Would Trump have reigned in his spending if he had remained in office? Probably not, unless he had a Republican Congress holding his feet to the fire. But in comparison to Biden, Trump was frugal and at least spending would have remained somewhat manageable. Our only hope of salvation now rests with Sen. Joe Manchin (D-WV) and Sen. Kyrsten Sinema (D-AZ) serving as a bulwark against the abolishment of the filibuster and the ramming through of insane levels of spending via budget reconciliation.
Trump had talked about his own ‘Infrastructure Bill,’ but it never came to fruition. That bill would have certainly been much more reasonable than Biden’s version, and it would have undoubtedly been focused on actual infrastructure and not pork, like Biden’s is. Prior to COVID, Trump had one of the greatest economies any American president has ever had, with record-low unemployment for minorities, a surging GDP, and a red hot stock market. The V-shaped recovery Trump promised was inevitable, with the only impediment to its reality being leftist intervention. And that’s exactly what Biden is doing.
6: Critical Race Theory and Black Lives Matter
Parker: In the waning months of his presidency, Donald Trump finally began addressing Critical Race Theory head on. To combat the ahistorical mess of the 1619 Project, he commissioned the 1776 Project. Amazingly, a sitting president had to remind the nation not only of the immaculate ideals of America’s founding documents, but in so doing caused half of the same nation to label him a racist. None of this bodes well for the current and future culture wars.
DJT also prohibited federal employees from being told that white skin is the same as a Klan hood and that white skin automatically consigns one to being a supremacist. An executive order in the closing months attempted to address mandatory struggle sessions. Though well intentioned and imperative to saving the country, it was far too late to make a meaningful difference given his looming departure. What Trump needed was four more years to make domestic cultural issues the absolute forefront of his policies.

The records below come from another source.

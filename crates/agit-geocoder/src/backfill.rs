//! Fill in coordinates for public-data rows that only carry an address.

use agit_core::{PublicAreaRecord, RowRejection};
use futures::stream::{self, StreamExt};

use crate::client::KakaoGeocoder;

/// Records after backfilling, in their original line order.
#[derive(Debug, Default)]
pub struct Backfilled {
    pub records: Vec<PublicAreaRecord>,
    /// Rows whose address could not be resolved.
    pub rejected: Vec<RowRejection>,
}

/// Geocode every record without a coordinate, at most `concurrency` at a time.
///
/// Records that already have a coordinate pass through untouched. A failed
/// lookup drops the record into [`Backfilled::rejected`] and the rest of the
/// batch continues.
pub async fn backfill_coordinates(
    geocoder: &KakaoGeocoder,
    records: Vec<PublicAreaRecord>,
    concurrency: usize,
) -> Backfilled {
    let (mut ready, missing): (Vec<_>, Vec<_>) =
        records.into_iter().partition(|r| r.coordinate.is_some());

    if missing.is_empty() {
        return Backfilled {
            records: ready,
            rejected: Vec::new(),
        };
    }
    tracing::info!(count = missing.len(), "geocoding rows without coordinates");

    let lookups = stream::iter(missing.into_iter().map(|record| async move {
        let result = geocoder.geocode_address(&record.address).await;
        (record, result)
    }))
    .buffer_unordered(concurrency.max(1))
    .collect::<Vec<_>>()
    .await;

    let mut rejected = Vec::new();
    for (mut record, result) in lookups {
        match result {
            Ok(found) => {
                record.coordinate = Some(found.coordinate);
                ready.push(record);
            }
            Err(e) => {
                tracing::warn!(
                    line = record.line,
                    address = %record.address,
                    error = %e,
                    "geocoding failed"
                );
                rejected.push(RowRejection {
                    line: record.line,
                    reason: format!("could not geocode '{}': {e}", record.address),
                });
            }
        }
    }

    ready.sort_by_key(|r| r.line);
    rejected.sort_by_key(|r| r.line);
    Backfilled {
        records: ready,
        rejected,
    }
}
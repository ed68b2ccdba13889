use agit_core::{compute_trust, Area, Session, TrustBand, TrustBasis, TrustScore};
use axum::{
    extract::{Path, Query, State},
    Extension, Json,
};
use chrono::{DateTime, Utc};
use serde::{Deserialize, Serialize};
use uuid::Uuid;

use crate::middleware::RequestId;

use super::reviews::ReviewItem;
use super::{map_db_error, require_user, ApiError, ApiResponse, AppState};

#[derive(Debug, Deserialize)]
pub(super) struct AreasQuery {
    /// Case-insensitive match on name or address.
    pub q: Option<String>,
    /// Only the caller's favorites; requires sign-in.
    #[serde(default)]
    pub favorites: bool,
}

#[derive(Debug, Serialize)]
pub(super) struct AreaItem {
    id: Uuid,
    name: String,
    address: String,
    latitude: f64,
    longitude: f64,
    is_indoor: bool,
    verification_count: i32,
    is_verified: bool,
    is_public_data: bool,
    public_data_source: Option<String>,
    public_data_updated_at: Option<DateTime<Utc>>,
    created_at: DateTime<Utc>,
}

impl From<Area> for AreaItem {
    fn from(area: Area) -> Self {
        Self {
            id: area.id,
            name: area.name,
            address: area.address,
            latitude: area.coordinate.latitude,
            longitude: area.coordinate.longitude,
            is_indoor: area.is_indoor,
            verification_count: area.verification_count,
            is_verified: area.is_verified,
            is_public_data: area.is_public_data,
            public_data_source: area.public_data_source,
            public_data_updated_at: area.public_data_updated_at,
            created_at: area.created_at,
        }
    }
}

#[derive(Debug, Serialize)]
pub(super) struct TrustItem {
    score: u8,
    band: TrustBand,
    show_warning: bool,
    available_rate: Option<f64>,
    basis: TrustBasis,
}

impl From<TrustScore> for TrustItem {
    fn from(trust: TrustScore) -> Self {
        Self {
            score: trust.score,
            band: trust.band(),
            show_warning: trust.show_warning,
            available_rate: trust.available_rate,
            basis: trust.basis,
        }
    }
}

#[derive(Debug, Serialize)]
pub(super) struct AreaDetail {
    #[serde(flatten)]
    area: AreaItem,
    review_count: usize,
    average_cleanliness: Option<f64>,
    /// Absent for user-reported areas with no recent reviews.
    trust: Option<TrustItem>,
    is_favorite: bool,
    reviews: Vec<ReviewItem>,
}

pub(super) async fn list_areas(
    State(state): State<AppState>,
    Extension(req_id): Extension<RequestId>,
    Extension(session): Extension<Session>,
    Query(query): Query<AreasQuery>,
) -> Result<Json<ApiResponse<Vec<AreaItem>>>, ApiError> {
    let favorites_of = if query.favorites {
        Some(require_user(&req_id.0, &session)?)
    } else {
        None
    };

    let filter = agit_db::AreaFilter {
        search: query.q,
        favorites_of,
    };
    let rows = agit_db::list_verified_areas(&state.pool, &filter)
        .await
        .map_err(|e| map_db_error(req_id.0.clone(), &e))?;

    let data = rows
        .into_iter()
        .map(|row| AreaItem::from(row.into_area()))
        .collect();
    Ok(Json(ApiResponse::new(data, req_id.0)))
}

pub(super) async fn get_area_detail(
    State(state): State<AppState>,
    Extension(req_id): Extension<RequestId>,
    Extension(session): Extension<Session>,
    Path(area_id): Path<Uuid>,
) -> Result<Json<ApiResponse<AreaDetail>>, ApiError> {
    let rid = &req_id.0;
    let area = agit_db::get_area(&state.pool, area_id)
        .await
        .map_err(|e| map_db_error(rid.clone(), &e))?
        .into_area();

    let reviews: Vec<_> = agit_db::list_reviews(&state.pool, area_id)
        .await
        .map_err(|e| map_db_error(rid.clone(), &e))?
        .into_iter()
        .map(agit_db::ReviewRow::into_review)
        .collect();

    let is_favorite = match session.user_id() {
        Some(user_id) => agit_db::is_favorite(&state.pool, user_id, area_id)
            .await
            .map_err(|e| map_db_error(rid.clone(), &e))?,
        None => false,
    };

    let trust = compute_trust(&area, &reviews, Utc::now()).map(TrustItem::from);
    let average_cleanliness = average_cleanliness(&reviews);

    Ok(Json(ApiResponse::new(
        AreaDetail {
            area: AreaItem::from(area),
            review_count: reviews.len(),
            average_cleanliness,
            trust,
            is_favorite,
            reviews: reviews.into_iter().map(ReviewItem::from).collect(),
        },
        req_id.0,
    )))
}

/// Mean cleanliness over all reviews, rounded to one decimal.
fn average_cleanliness(reviews: &[agit_core::Review]) -> Option<f64> {
    if reviews.is_empty() {
        return None;
    }
    let total: f64 = reviews.iter().map(|r| f64::from(r.cleanliness)).sum();
    #[allow(clippy::cast_precision_loss)]
    let mean = total / reviews.len() as f64;
    Some((mean * 10.0).round() / 10.0)
}

#[cfg(test)]
mod tests {
    use super::*;

    fn review(cleanliness: i16) -> agit_core::Review {
        agit_core::Review {
            id: Uuid::new_v4(),
            area_id: Uuid::nil(),
            user_id: None,
            cleanliness,
            is_available: true,
            comment: None,
            created_at: Utc::now(),
        }
    }

    #[test]
    fn average_cleanliness_is_none_without_reviews() {
        assert_eq!(average_cleanliness(&[]), None);
    }

    #[test]
    fn average_cleanliness_rounds_to_one_decimal() {
        let reviews = [review(5), review(4), review(4)];
        assert_eq!(average_cleanliness(&reviews), Some(4.3));
    }
}
use std::fs::File;
use std::io::Write;

use anyhow::{Context, Result};
use indicatif::{ProgressBar, ProgressStyle};
use serde::Serialize;

use segtrack::infrastructure::wav;
use segtrack::{Config, MatchRange};

#[derive(Debug, Serialize)]
struct PatternReport {
    pattern: String,
    matches: Vec<MatchRange>,
}

fn main() -> Result<()> {
    env_logger::init();

    let config_path = std::env::args().nth(1).unwrap_or_else(|| "scan.toml".to_string());
    let config = Config::from_file(&config_path)
        .with_context(|| format!("Failed to load config {config_path}"))?;

    let target = wav::load_track(&config.scan.target)
        .with_context(|| format!("Failed to load target {}", config.scan.target))?;
    println!("Loaded {} ({} samples)", config.scan.target, target.len());

    let pb = ProgressBar::new(config.scan.patterns.len() as u64);
    pb.set_style(
        ProgressStyle::default_bar()
            .template("{msg} [{elapsed_precise}] [{bar:40.cyan/blue}] {pos}/{len} ({eta})").unwrap()
            .progress_chars("#>-")
    );
    pb.set_message("Scanning patterns");

    let mut reports = Vec::new();
    for pattern_path in &config.scan.patterns {
        let pattern = wav::load_track(pattern_path)
            .with_context(|| format!("Failed to load pattern {pattern_path}"))?;
        let matches = target.matches(&pattern);

        pb.println(format!("{pattern_path}: {} match(es)", matches.len()));
        for m in &matches {
            pb.println(format!("{},{}", m.start, m.end));
        }

        reports.push(PatternReport { pattern: pattern_path.clone(), matches });
        pb.inc(1);
    }
    pb.finish_with_message("Scan completed!");

    if let Some(report_path) = &config.output.report {
        let json = serde_json::to_string_pretty(&reports)?;
        let mut file = File::create(report_path)
            .with_context(|| format!("Failed to create report {report_path}"))?;
        file.write_all(json.as_bytes())?;
        println!("Report written to {report_path}");
    }

    Ok(())
}
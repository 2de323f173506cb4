use thiserror::Error;

#[derive(Error, Debug)]
pub enum AudioError {
    #[error("I/O error: {0}")]
    Io(#[from] std::io::Error),
    #[error("WAV error: {0}")]
    Wav(#[from] hound::Error),
    #[error("Config error: {0}")]
    Config(#[from] toml::de::Error),
}
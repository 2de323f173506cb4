//! In-memory segmented audio track buffer: positional read/write with
//! implicit growth, ranged deletion, range insertion, and windowed
//! cross-correlation pattern search over 16-bit mono PCM.

pub mod config;
pub mod domain;
pub mod infrastructure;
pub mod track;

pub use config::Config;
pub use domain::errors::AudioError;
pub use track::{MatchRange, Track};
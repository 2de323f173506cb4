/// One contiguous run of samples inside a track.
///
/// A live segment always holds at least one sample; operations that would
/// leave a segment empty remove it instead.
#[derive(Debug, Clone)]
pub struct Segment {
    pub samples: Vec<i16>,
}

impl Segment {
    pub fn new(samples: Vec<i16>) -> Self {
        debug_assert!(!samples.is_empty(), "segment must hold at least one sample");
        Segment { samples }
    }

    pub fn len(&self) -> usize {
        self.samples.len()
    }
}
use serde::Serialize;

use super::Track;

/// Inclusive range of logical sample positions where a pattern matched.
#[derive(Debug, Clone, Copy, PartialEq, Eq, Serialize)]
pub struct MatchRange {
    pub start: usize,
    pub end: usize,
}

impl Track {
    /// Finds disjoint occurrences of `pattern` by sliding a
    /// pattern-length window across the track one position at a time. A
    /// window matches when its cross-correlation with the pattern reaches
    /// 95% of the pattern's own energy (sum of squared samples); matches
    /// are consumed greedily, leftmost first, advancing a full pattern
    /// length. An empty or oversized pattern yields no matches.
    pub fn matches(&self, pattern: &Track) -> Vec<MatchRange> {
        let target_len = self.len();
        let pattern_len = pattern.len();
        if pattern_len == 0 || target_len < pattern_len {
            return Vec::new();
        }

        let mut reference_buf = vec![0i16; pattern_len];
        pattern.read(&mut reference_buf, 0);
        let reference: f64 = reference_buf
            .iter()
            .map(|&s| f64::from(s) * f64::from(s))
            .sum();

        let mut window = vec![0i16; pattern_len];
        let mut found = Vec::new();
        let mut pos = 0;
        while pos + pattern_len <= target_len {
            self.read(&mut window, pos);
            let corr: f64 = window
                .iter()
                .zip(&reference_buf)
                .map(|(&w, &p)| f64::from(w) * f64::from(p))
                .sum();
            if corr >= 0.95 * reference {
                found.push(MatchRange { start: pos, end: pos + pattern_len - 1 });
                pos += pattern_len;
            } else {
                pos += 1;
            }
        }
        found
    }

    /// Textual form of [`Track::matches`]: one `"<start>,<end>\n"` line
    /// per occurrence, empty string when there are none.
    pub fn identify(&self, pattern: &Track) -> String {
        let mut out = String::new();
        for m in self.matches(pattern) {
            out.push_str(&format!("{},{}\n", m.start, m.end));
        }
        out
    }
}

#[cfg(test)]
mod tests {
    use super::super::{Track, track_from};
    use super::MatchRange;

    #[test]
    fn pattern_equal_to_target_matches_once() {
        let track = track_from(&[&[3, -1, 4, 1, -5]]);
        assert_eq!(
            track.matches(&track),
            vec![MatchRange { start: 0, end: 4 }]
        );
        assert_eq!(track.identify(&track), "0,4\n");
    }

    #[test]
    fn empty_and_oversized_patterns_match_nothing() {
        let track = track_from(&[&[1, 2, 3]]);
        let empty = Track::new();
        assert_eq!(track.identify(&empty), "");
        let longer = track_from(&[&[1, 2, 3, 4]]);
        assert_eq!(track.identify(&longer), "");
        assert_eq!(empty.identify(&track), "");
    }

    #[test]
    fn finds_embedded_pattern_at_offset() {
        let pattern = track_from(&[&[100, -200, 300]]);
        let mut target = Track::new();
        target.write(&[5, 5, 5, 100, -200, 300, 5, 5], 0);
        assert_eq!(
            target.matches(&pattern),
            vec![MatchRange { start: 3, end: 5 }]
        );
        assert_eq!(target.identify(&pattern), "3,5\n");
    }

    #[test]
    fn matches_are_greedy_and_non_overlapping() {
        let pattern = track_from(&[&[100, 100]]);
        // four pattern copies back to back
        let target = track_from(&[&[100, 100, 100, 100, 100, 100, 100, 100]]);
        assert_eq!(
            target.matches(&pattern),
            vec![
                MatchRange { start: 0, end: 1 },
                MatchRange { start: 2, end: 3 },
                MatchRange { start: 4, end: 5 },
                MatchRange { start: 6, end: 7 },
            ]
        );
        assert_eq!(target.identify(&pattern), "0,1\n2,3\n4,5\n6,7\n");
    }

    #[test]
    fn search_walks_segment_boundaries() {
        let pattern = track_from(&[&[7, 8], &[9]]);
        let target = track_from(&[&[1, 7], &[8, 9, 1], &[7, 8, 9]]);
        assert_eq!(
            target.matches(&pattern),
            vec![
                MatchRange { start: 1, end: 3 },
                MatchRange { start: 5, end: 7 },
            ]
        );
    }

    #[test]
    fn low_correlation_windows_do_not_match() {
        let pattern = track_from(&[&[1000, 1000, 1000]]);
        let target = track_from(&[&[10, 10, 10, 10, 10]]);
        assert!(target.matches(&pattern).is_empty());
    }
}
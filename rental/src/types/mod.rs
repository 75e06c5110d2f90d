mod booking;
mod deposit;
mod revenue;
mod snapshot;
mod tier;
mod vehicle;

pub use booking::*;
pub use deposit::*;
pub use revenue::*;
pub use snapshot::*;
pub use tier::*;
pub use vehicle::*;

In all likelihood, any maneuvers by Trump to rid the nation of the divisive, hateful rhetoric coming from Critical Race Theory would have been met with an insane backlash by the media and cultural elites. For daring to suggest that most whites are not racist, nor responsible for the horrors of slavery nearly two centuries ago, nor Jim Crow laws that ended in the 1960s, nor black fathers’ abandoment of their obligation to raise a child and be a positive role model, they would have doubled down on their already-stratospheric attacks on his supposed racist motivations. This all would have been a net positive. Not only would Marxist indoctrination camps be shut down, but the more folks were deranged and unhinged by Trump’s constant winning, they would be exposed for the cruel, racist, frauds they are.